The lines to be extracted run from the start of the listing through the line containing "use std::sync::Arc;"; copy them exactly and nothing else.

*** Opening of DATA FOR PROCESSING ***

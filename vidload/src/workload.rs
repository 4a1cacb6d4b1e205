//! The unit of work a virtual user repeats, and the per-user session it runs in.
use crate::metrics::{Metrics, MetricsError, OutcomeRecorder};
use rand::{rngs::SmallRng, Rng, SeedableRng};
use std::sync::Arc;
use std::time::Duration;
use tokio::sync::watch;
use vidload_core::{RequestOutcome, ThinkTime};
#[allow(unused)]
use tracing::{debug, error, info, trace, warn};

/// One iteration of a virtual user's loop.
///
/// The scheduler calls [`Workload::iteration`] repeatedly for as long as the user is part of
/// its scenario's concurrency. Iterations are expected to end with [`VirtualUser::think`].
#[trait_variant::make(Workload: Send)]
pub trait LocalWorkload {
    async fn iteration(&self, user: &mut VirtualUser);
}

/// Session state owned by a single virtual user.
///
/// Nothing here is shared with other users: the auth token and random source live and die with
/// the user.
pub struct VirtualUser {
    id: u64,
    scenario: Arc<str>,
    iterations: u64,
    token: Option<String>,
    think_time: ThinkTime,
    rng: SmallRng,
    recorder: OutcomeRecorder,
    stop: watch::Receiver<bool>,
}

impl VirtualUser {
    pub(crate) fn new(
        id: u64,
        scenario: Arc<str>,
        think_time: ThinkTime,
        recorder: OutcomeRecorder,
        stop: watch::Receiver<bool>,
    ) -> Self {
        Self {
            id,
            scenario,
            iterations: 0,
            token: None,
            think_time,
            rng: SmallRng::from_entropy(),
            recorder,
            stop,
        }
    }

    /// A user outside any scheduler. It never receives a stop signal.
    pub fn detached(scenario: &str, metrics: &Metrics) -> Result<Self, MetricsError> {
        let (_, stop) = watch::channel(false);
        Ok(Self::new(
            0,
            scenario.into(),
            ThinkTime::default(),
            OutcomeRecorder::new(metrics, None)?,
            stop,
        ))
    }

    pub fn with_seed(mut self, seed: u64) -> Self {
        self.rng = SmallRng::seed_from_u64(seed);
        self
    }

    pub fn with_think_time(mut self, think_time: ThinkTime) -> Self {
        self.think_time = think_time;
        self
    }

    pub fn id(&self) -> u64 {
        self.id
    }

    pub fn scenario(&self) -> &str {
        &self.scenario
    }

    /// Completed iterations.
    pub fn iterations(&self) -> u64 {
        self.iterations
    }

    pub(crate) fn complete_iteration(&mut self) {
        self.iterations += 1;
    }

    pub fn token(&self) -> Option<&str> {
        self.token.as_deref()
    }

    pub fn set_token(&mut self, token: String) {
        self.token = Some(token);
    }

    pub fn clear_token(&mut self) {
        self.token = None;
    }

    /// Uniform draw in `[0, 1)`.
    pub fn draw(&mut self) -> f64 {
        self.rng.gen()
    }

    pub fn rng(&mut self) -> &mut SmallRng {
        &mut self.rng
    }

    pub fn record(&self, outcome: RequestOutcome) {
        self.recorder.record(outcome);
    }

    /// Whether the scheduler has asked this user to finish.
    pub fn is_stopping(&self) -> bool {
        *self.stop.borrow()
    }

    /// Sleep for `duration`, waking early if the user is asked to stop.
    /// Returns `false` when the pause was cut short.
    pub async fn pause(&mut self, duration: Duration) -> bool {
        if self.is_stopping() {
            return false;
        }

        tokio::select! {
            _ = tokio::time::sleep(duration) => true,
            _ = stopped(&mut self.stop) => false,
        }
    }

    /// Pause for a think time drawn from the scenario's range.
    pub async fn think(&mut self) -> bool {
        let duration = self.think_time.sample(&mut self.rng);
        self.pause(duration).await
    }
}

async fn stopped(stop: &mut watch::Receiver<bool>) {
    loop {
        if *stop.borrow_and_update() {
            return;
        }
        if stop.changed().await.is_err() {
            // NOTE: Sender gone without a stop signal, so no stop will ever come.
            std::future::pending::<()>().await;
        }
    }
}

#[cfg(test)]
mod tests {
    use super::*;

    fn user() -> (VirtualUser, watch::Sender<bool>) {
        let metrics = Metrics::new();
        let (tx, rx) = watch::channel(false);
        let user = VirtualUser::new(
            7,
            "smoke".into(),
            ThinkTime::new(Duration::from_secs(1), Duration::from_secs(3)),
            OutcomeRecorder::new(&metrics, None).unwrap(),
            rx,
        );
        (user, tx)
    }

    #[tokio::test(start_paused = true)]
    async fn pause_runs_to_completion() {
        let (mut user, _tx) = user();
        let start = tokio::time::Instant::now();
        assert!(user.pause(Duration::from_secs(2)).await);
        assert_eq!(start.elapsed(), Duration::from_secs(2));
    }

    #[tokio::test(start_paused = true)]
    async fn stop_signal_cuts_pause_short() {
        let (mut user, tx) = user();
        let start = tokio::time::Instant::now();

        tokio::spawn(async move {
            tokio::time::sleep(Duration::from_millis(500)).await;
            tx.send(true).unwrap();
        });

        assert!(!user.pause(Duration::from_secs(10)).await);
        assert_eq!(start.elapsed(), Duration::from_millis(500));
        assert!(user.is_stopping());
        assert!(!user.think().await);
    }

    #[tokio::test(start_paused = true)]
    async fn detached_user_thinks_within_range() {
        let metrics = Metrics::new();
        let mut user = VirtualUser::detached("probe", &metrics).unwrap().with_seed(3);
        let start = tokio::time::Instant::now();
        assert!(user.think().await);
        let slept = start.elapsed();
        assert!(slept >= Duration::from_secs(1) && slept < Duration::from_secs(3));
    }

    #[test]
    fn draws_are_unit_interval() {
        let (user, _tx) = user();
        let mut user = user.with_seed(11);
        for _ in 0..1000 {
            let d = user.draw();
            assert!((0. ..1.).contains(&d));
        }
    }
}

*** Close of DATA FOR PROCESSING ***

▶ [EXERCISE OUTPUT]:
filename vidload/src/workload.rs
repository 4a1cacb6d4b1e205
//! The unit of work a virtual user repeats, and the per-user session it runs in.
use crate::metrics::{Metrics, MetricsError, OutcomeRecorder};
use rand::{rngs::SmallRng, Rng, SeedableRng};
use std::sync::Arc;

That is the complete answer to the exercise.